Go through the records below line by line and report how many lines include "shared", giving the number only.

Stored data
== == ==
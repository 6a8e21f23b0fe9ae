//! Thread-safe FIFO of delivered messages.
//!
//! The network thread pushes, any number of application threads pop.
//! Popping only advances a cursor; the consumed prefix is dropped in one
//! shift once it grows past [`COMPACT_THRESHOLD`], so memory stays bounded
//! without copying on every pop.

use serde::{Deserialize, Serialize};
use std::sync::{Condvar, Mutex, MutexGuard, PoisonError};
use std::time::{Duration, Instant};

/// Consumed entries tolerated before the queue compacts.
pub const COMPACT_THRESHOLD: usize = 64;

/// A payload delivered from a peer.
#[derive(Debug, Clone, PartialEq, Eq, Serialize, Deserialize)]
pub struct Message {
    pub peer_id: u32,
    pub data: Vec<u8>,
}

#[derive(Debug, Default)]
struct Inner {
    items: Vec<Option<Message>>,
    tail: usize,
}

impl Inner {
    fn pop(&mut self) -> Option<Message> {
        let message = self.items.get_mut(self.tail)?.take();
        self.tail += 1;

        if self.tail > COMPACT_THRESHOLD {
            self.items.drain(..self.tail);
            self.tail = 0;
        }
        message
    }

    fn len(&self) -> usize {
        self.items.len() - self.tail
    }
}

#[derive(Debug, Default)]
pub struct MessageQueue {
    inner: Mutex<Inner>,
    ready: Condvar,
}

impl MessageQueue {
    pub fn new() -> Self {
        Self::default()
    }

    fn lock(&self) -> MutexGuard<'_, Inner> {
        self.inner.lock().unwrap_or_else(PoisonError::into_inner)
    }

    /// Append a message, doubling storage when full.
    pub fn push(&self, message: Message) {
        let mut inner = self.lock();
        if inner.items.len() == inner.items.capacity() {
            let grow = inner.items.capacity().max(8);
            inner.items.reserve_exact(grow);
        }
        inner.items.push(Some(message));
        drop(inner);
        self.ready.notify_one();
    }

    pub fn pop(&self) -> Option<Message> {
        self.lock().pop()
    }

    /// Pop, blocking up to `timeout` for a message to arrive.
    pub fn wait_pop(&self, timeout: Duration) -> Option<Message> {
        let deadline = Instant::now() + timeout;
        let mut inner = self.lock();

        loop {
            if let Some(message) = inner.pop() {
                return Some(message);
            }

            let remaining = deadline.checked_duration_since(Instant::now())?;
            if remaining.is_zero() {
                return None;
            }
            inner = self
                .ready
                .wait_timeout(inner, remaining)
                .unwrap_or_else(PoisonError::into_inner)
                .0;
        }
    }

    pub fn len(&self) -> usize {
        self.lock().len()
    }

    pub fn is_empty(&self) -> bool {
        self.len() == 0
    }

    /// Drop every undelivered message.
    pub fn clear(&self) {
        let mut inner = self.lock();
        inner.items.clear();
        inner.tail = 0;
    }
}
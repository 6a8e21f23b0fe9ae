//! # Message Client Library
//!
//! Client side of the reliable UDP messaging protocol. A [`network::Client`]
//! connects to one server, then runs a session thread that receives,
//! acknowledges and retransmits while the application sends and polls.
//!
//! ## Session Lifecycle
//! `Connecting` blocks in [`network::Client::initialize`] until the server
//! accepts and assigns an id, or the connect timeout expires. `Connected`
//! runs the session thread. [`network::Client::close`] moves to
//! `Disconnecting`: a reliable Disconnect is queued behind any unconfirmed
//! messages, and the thread keeps servicing retransmission until the server
//! confirms all of them or the linger timeout expires.
//!
//! ## Delivery Guarantees
//! Reliable messages arrive exactly once and in send order. Unreliable
//! messages skip ordering entirely and may be lost.
//!
//! ## Usage Example
//!
//! ```rust,no_run
//! use client::network::Client;
//! use shared::ClientConfig;
//! use std::time::Duration;
//!
//! fn main() -> Result<(), Box<dyn std::error::Error>> {
//!     let config = ClientConfig::new("127.0.0.1:8080".parse()?);
//!     let client = Client::initialize(config, None)?;
//!
//!     client.send(b"hello", true)?;
//!     if let Some(message) = client.wait_message(Duration::from_secs(1)) {
//!         println!("{} bytes from the server", message.data.len());
//!     }
//!
//!     client.close();
//!     Ok(())
//! }
//! ```

pub mod network;
#[cfg(test)]
mod tests {
    use super::*;
    use shared::UNRELIABLE;
    use std::net::UdpSocket;
    use std::sync::mpsc;

    fn test_config() -> ServerConfig {
        ServerConfig {
            bind_addr: "127.0.0.1:0".parse().unwrap(),
            max_clients: 2,
            poll_timeout: Duration::from_millis(5),
            keepalive_interval: Duration::from_millis(50),
            ..ServerConfig::default()
        }
    }

    /// A bare socket speaking the wire protocol by hand
    struct RawPeer {
        socket: UdpSocket,
        server: SocketAddr,
    }

    impl RawPeer {
        fn new(server: SocketAddr) -> Self {
            let socket = transport::bind("127.0.0.1:0", Duration::from_millis(200)).unwrap();
            Self { socket, server }
        }

        fn send(&self, sequence: u32, body: Body) {
            let datagram = Envelope::reliable(sequence, body).encode().unwrap();
            self.socket.send_to(&datagram, self.server).unwrap();
        }

        fn recv(&self) -> Option<Envelope> {
            let mut buffer = [0u8; 2048];
            let (len, _) = self.socket.recv_from(&mut buffer).ok()?;
            Some(Envelope::decode(&buffer[..len]).unwrap())
        }

        /// Next datagram of `kind`, skipping acknowledgements and the like
        fn recv_kind(&self, kind: MessageKind) -> Option<Envelope> {
            for _ in 0..20 {
                let envelope = self.recv()?;
                if envelope.kind() == kind {
                    return Some(envelope);
                }
            }
            None
        }

        fn connect(&self) -> u32 {
            self.send(UNRELIABLE, Body::Connect);
            match self.recv_kind(MessageKind::Accept).map(|e| e.body) {
                Some(Body::Accept { peer_id }) => peer_id,
                other => panic!("expected Accept, got {:?}", other),
            }
        }
    }

    fn custom(peer_id: u32, text: &str) -> Body {
        Body::Custom {
            peer_id,
            payload: text.as_bytes().to_vec(),
        }
    }

    #[test]
    fn test_connect_assigns_ids() {
        let server = Server::initialize(test_config(), ServerHooks::new()).unwrap();

        let first = RawPeer::new(server.local_addr());
        let second = RawPeer::new(server.local_addr());

        let id1 = first.connect();
        let id2 = second.connect();
        assert_eq!(id1, 1);
        assert_eq!(id2, 2);
        assert_eq!(server.client_count(), 2);
        assert!(server.is_connected(id1));

        // A repeated Connect keeps the same id.
        assert_eq!(first.connect(), id1);
        assert_eq!(server.client_count(), 2);
    }

    #[test]
    fn test_full_server_ignores_connect() {
        let mut config = test_config();
        config.max_clients = 1;
        let server = Server::initialize(config, ServerHooks::new()).unwrap();

        RawPeer::new(server.local_addr()).connect();

        let late = RawPeer::new(server.local_addr());
        late.send(UNRELIABLE, Body::Connect);
        assert!(late.recv().is_none());
        assert_eq!(server.client_count(), 1);
    }

    #[test]
    fn test_accept_policy_rejects() {
        let hooks = ServerHooks::new().on_accept(|_| false);
        let server = Server::initialize(test_config(), hooks).unwrap();

        let peer = RawPeer::new(server.local_addr());
        peer.send(UNRELIABLE, Body::Connect);
        assert!(peer.recv().is_none());
        assert_eq!(server.client_count(), 0);
    }

    #[test]
    fn test_out_of_order_messages_delivered_in_order() {
        let server = Server::initialize(test_config(), ServerHooks::new()).unwrap();
        let peer = RawPeer::new(server.local_addr());
        let id = peer.connect();

        peer.send(0, custom(id, "a"));
        peer.send(2, custom(id, "c"));

        // The gap at 1 is reported.
        match peer.recv_kind(MessageKind::AssertionRequest).map(|e| e.body) {
            Some(Body::AssertionRequest {
                peer_id: None,
                lowest_missing,
            }) => assert!(lowest_missing <= 1),
            other => panic!("expected assertion request, got {:?}", other),
        }

        peer.send(1, custom(id, "b"));
        peer.send(1, custom(id, "b"));

        let mut received = Vec::new();
        while let Some(message) = server.wait_message(Duration::from_millis(300)) {
            assert_eq!(message.peer_id, id);
            received.push(message.data);
        }
        assert_eq!(received, vec![b"a".to_vec(), b"b".to_vec(), b"c".to_vec()]);
    }

    #[test]
    fn test_unreliable_bypasses_gap() {
        let server = Server::initialize(test_config(), ServerHooks::new()).unwrap();
        let peer = RawPeer::new(server.local_addr());
        let id = peer.connect();

        peer.send(1, custom(id, "held"));
        peer.send(UNRELIABLE, custom(id, "now"));

        let message = server.wait_message(Duration::from_secs(1)).unwrap();
        assert_eq!(message.data, b"now");
        assert!(server.poll_message().is_none());
    }

    #[test]
    fn test_malformed_and_unregistered_datagrams_dropped() {
        let server = Server::initialize(test_config(), ServerHooks::new()).unwrap();
        let peer = RawPeer::new(server.local_addr());

        peer.socket.send_to(&[1, 2, 3], server.local_addr()).unwrap();
        peer.send(0, custom(1, "stranger"));
        assert!(server.wait_message(Duration::from_millis(100)).is_none());

        // The loop is still serving.
        assert_eq!(peer.connect(), 1);
        assert!(server.exists());
    }

    #[test]
    fn test_disconnect_message_runs_hook() {
        let (tx, rx) = mpsc::channel();
        let hooks = ServerHooks::new().on_disconnect(move |client_id, reason| {
            tx.send((client_id, reason)).unwrap();
        });
        let server = Server::initialize(test_config(), hooks).unwrap();
        let peer = RawPeer::new(server.local_addr());
        let id = peer.connect();

        peer.send(0, Body::Disconnect { peer_id: id });

        // The Disconnect is acknowledged with the next expected sequence.
        match peer.recv_kind(MessageKind::AssertionRequest).map(|e| e.body) {
            Some(Body::AssertionRequest { lowest_missing, .. }) => assert_eq!(lowest_missing, 1),
            other => panic!("expected acknowledgement, got {:?}", other),
        }

        let (client_id, reason) = rx.recv_timeout(Duration::from_secs(1)).unwrap();
        assert_eq!(client_id, id);
        assert_eq!(reason, DisconnectReason::Remote);
        assert_eq!(server.client_count(), 0);
    }

    #[test]
    fn test_late_disconnect_is_acknowledged() {
        let server = Server::initialize(test_config(), ServerHooks::new()).unwrap();
        let peer = RawPeer::new(server.local_addr());
        let id = peer.connect();

        peer.send(0, Body::Disconnect { peer_id: id });
        assert!(peer.recv_kind(MessageKind::AssertionRequest).is_some());

        let deadline = Instant::now() + Duration::from_secs(1);
        while server.client_count() > 0 && Instant::now() < deadline {
            thread::sleep(Duration::from_millis(5));
        }
        assert_eq!(server.client_count(), 0);

        // The first acknowledgement went missing and the peer retries.
        peer.send(0, Body::Disconnect { peer_id: id });
        match peer.recv_kind(MessageKind::AssertionRequest).map(|e| e.body) {
            Some(Body::AssertionRequest {
                peer_id: None,
                lowest_missing,
            }) => assert_eq!(lowest_missing, 1),
            other => panic!("expected acknowledgement, got {:?}", other),
        }

        let stranger = RawPeer::new(server.local_addr());
        stranger.send(3, Body::Disconnect { peer_id: 9 });
        match stranger.recv().map(|e| e.body) {
            Some(Body::AssertionRequest { lowest_missing, .. }) => assert_eq!(lowest_missing, 4),
            other => panic!("expected acknowledgement, got {:?}", other),
        }

        // Other unregistered traffic still gets no answer.
        stranger.send(UNRELIABLE, Body::Disconnect { peer_id: 9 });
        stranger.send(0, custom(9, "stranger"));
        assert!(stranger.recv().is_none());
        assert_eq!(server.client_count(), 0);
    }

    #[test]
    fn test_oversized_payload_refused() {
        let server = Server::initialize(test_config(), ServerHooks::new()).unwrap();
        let peer = RawPeer::new(server.local_addr());
        let id = peer.connect();

        let oversized = vec![0u8; shared::MAX_PAYLOAD + 1];
        assert!(matches!(
            server.send_to(id, &oversized, true),
            Err(ServerError::PayloadTooLarge { max, .. }) if max == shared::MAX_PAYLOAD
        ));
        assert!(matches!(
            server.broadcast(&oversized, false),
            Err(ServerError::PayloadTooLarge { .. })
        ));
        assert!(server.is_connected(id));

        // Nothing entered the window, so the next message takes sequence 0.
        server.send_to(id, b"fits", true).unwrap();
        let envelope = peer.recv_kind(MessageKind::Custom).unwrap();
        assert_eq!(envelope.sequence, 0);
        assert_eq!(envelope.body, custom(id, "fits"));
    }

    #[test]
    fn test_send_to_unknown_client() {
        let server = Server::initialize(test_config(), ServerHooks::new()).unwrap();
        assert!(matches!(
            server.send_to(42, b"hello", true),
            Err(ServerError::UnknownClient(42))
        ));
        assert!(matches!(
            server.disconnect(42),
            Err(ServerError::UnknownClient(42))
        ));
    }

    #[test]
    fn test_reliable_send_reaches_peer() {
        let server = Server::initialize(test_config(), ServerHooks::new()).unwrap();
        let peer = RawPeer::new(server.local_addr());
        let id = peer.connect();

        server.send_to(id, b"first", true).unwrap();
        server.send_to(id, b"second", true).unwrap();

        let first = peer.recv_kind(MessageKind::Custom).unwrap();
        let second = peer.recv_kind(MessageKind::Custom).unwrap();
        assert_eq!(first.sequence, 0);
        assert_eq!(second.sequence, 1);
        assert_eq!(second.body, custom(id, "second"));
    }

    #[test]
    fn test_send_window_overflow_disconnects_client() {
        let mut config = test_config();
        config.window_capacity = 2;
        let (tx, rx) = mpsc::channel();
        let hooks = ServerHooks::new().on_disconnect(move |client_id, reason| {
            tx.send((client_id, reason)).unwrap();
        });
        let server = Server::initialize(config, hooks).unwrap();
        let peer = RawPeer::new(server.local_addr());
        let id = peer.connect();

        // The peer never acknowledges, so the third message overflows.
        server.send_to(id, b"1", true).unwrap();
        server.send_to(id, b"2", true).unwrap();
        assert!(matches!(
            server.send_to(id, b"3", true),
            Err(ServerError::WindowOverflow(_))
        ));

        let (client_id, reason) = rx.recv_timeout(Duration::from_secs(1)).unwrap();
        assert_eq!(client_id, id);
        assert_eq!(reason, DisconnectReason::WindowOverflow);
        assert!(peer.recv_kind(MessageKind::Disconnect).is_some());
    }

    #[test]
    fn test_close_notifies_clients() {
        let (tx, rx) = mpsc::channel();
        let hooks = ServerHooks::new().on_disconnect(move |_, reason| {
            tx.send(reason).unwrap();
        });
        let server = Server::initialize(test_config(), hooks).unwrap();
        let peer = RawPeer::new(server.local_addr());
        peer.connect();

        server.close();
        assert!(!server.exists());
        assert_eq!(rx.recv_timeout(Duration::from_secs(1)).unwrap(), DisconnectReason::ServerClosed);
        assert!(peer.recv_kind(MessageKind::Disconnect).is_some());
        assert!(matches!(server.broadcast(b"late", false), Err(ServerError::Closed)));

        // Closing twice is harmless.
        server.close();
    }
}
//! Datagram transport abstraction.
//!
//! Sessions only need three primitives from the network: send a datagram,
//! receive one with a bounded wait, and report the bound address. The
//! standard `UdpSocket` provides them directly; [`crate::simulator`] wraps
//! any transport to inject loss for testing.

use std::io;
use std::net::{SocketAddr, ToSocketAddrs, UdpSocket};
use std::time::Duration;

pub trait Transport: Send + Sync + 'static {
    fn send_to(&self, datagram: &[u8], addr: SocketAddr) -> io::Result<usize>;

    /// Receive one datagram, returning a timeout error once the configured
    /// poll interval elapses without traffic.
    fn recv_from(&self, buffer: &mut [u8]) -> io::Result<(usize, SocketAddr)>;

    fn local_addr(&self) -> io::Result<SocketAddr>;
}

impl Transport for UdpSocket {
    fn send_to(&self, datagram: &[u8], addr: SocketAddr) -> io::Result<usize> {
        UdpSocket::send_to(self, datagram, addr)
    }

    fn recv_from(&self, buffer: &mut [u8]) -> io::Result<(usize, SocketAddr)> {
        UdpSocket::recv_from(self, buffer)
    }

    fn local_addr(&self) -> io::Result<SocketAddr> {
        UdpSocket::local_addr(self)
    }
}

/// Bind a UDP socket whose receives block at most `poll_timeout`.
pub fn bind<A: ToSocketAddrs>(addr: A, poll_timeout: Duration) -> io::Result<UdpSocket> {
    let socket = UdpSocket::bind(addr)?;
    // A zero duration would mean "block forever" to the OS.
    let poll_timeout = poll_timeout.max(Duration::from_millis(1));
    socket.set_read_timeout(Some(poll_timeout))?;
    Ok(socket)
}

/// Unspecified local address of the same family as `remote`.
pub fn any_local_for(remote: SocketAddr) -> SocketAddr {
    match remote {
        SocketAddr::V4(_) => SocketAddr::from(([0, 0, 0, 0], 0)),
        SocketAddr::V6(_) => SocketAddr::from(([0u16; 8], 0)),
    }
}

/// True for the errors a timed-out receive produces.
pub fn is_timeout(err: &io::Error) -> bool {
    matches!(
        err.kind(),
        io::ErrorKind::WouldBlock | io::ErrorKind::TimedOut
    )
}

/// True for receive errors caused by an earlier send to a closed port
/// (reported asynchronously on some platforms); the loop keeps going.
pub fn is_transient(err: &io::Error) -> bool {
    matches!(
        err.kind(),
        io::ErrorKind::ConnectionReset
            | io::ErrorKind::ConnectionRefused
            | io::ErrorKind::Interrupted
    )
}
== == ==
* EXPECTED ANSWER
4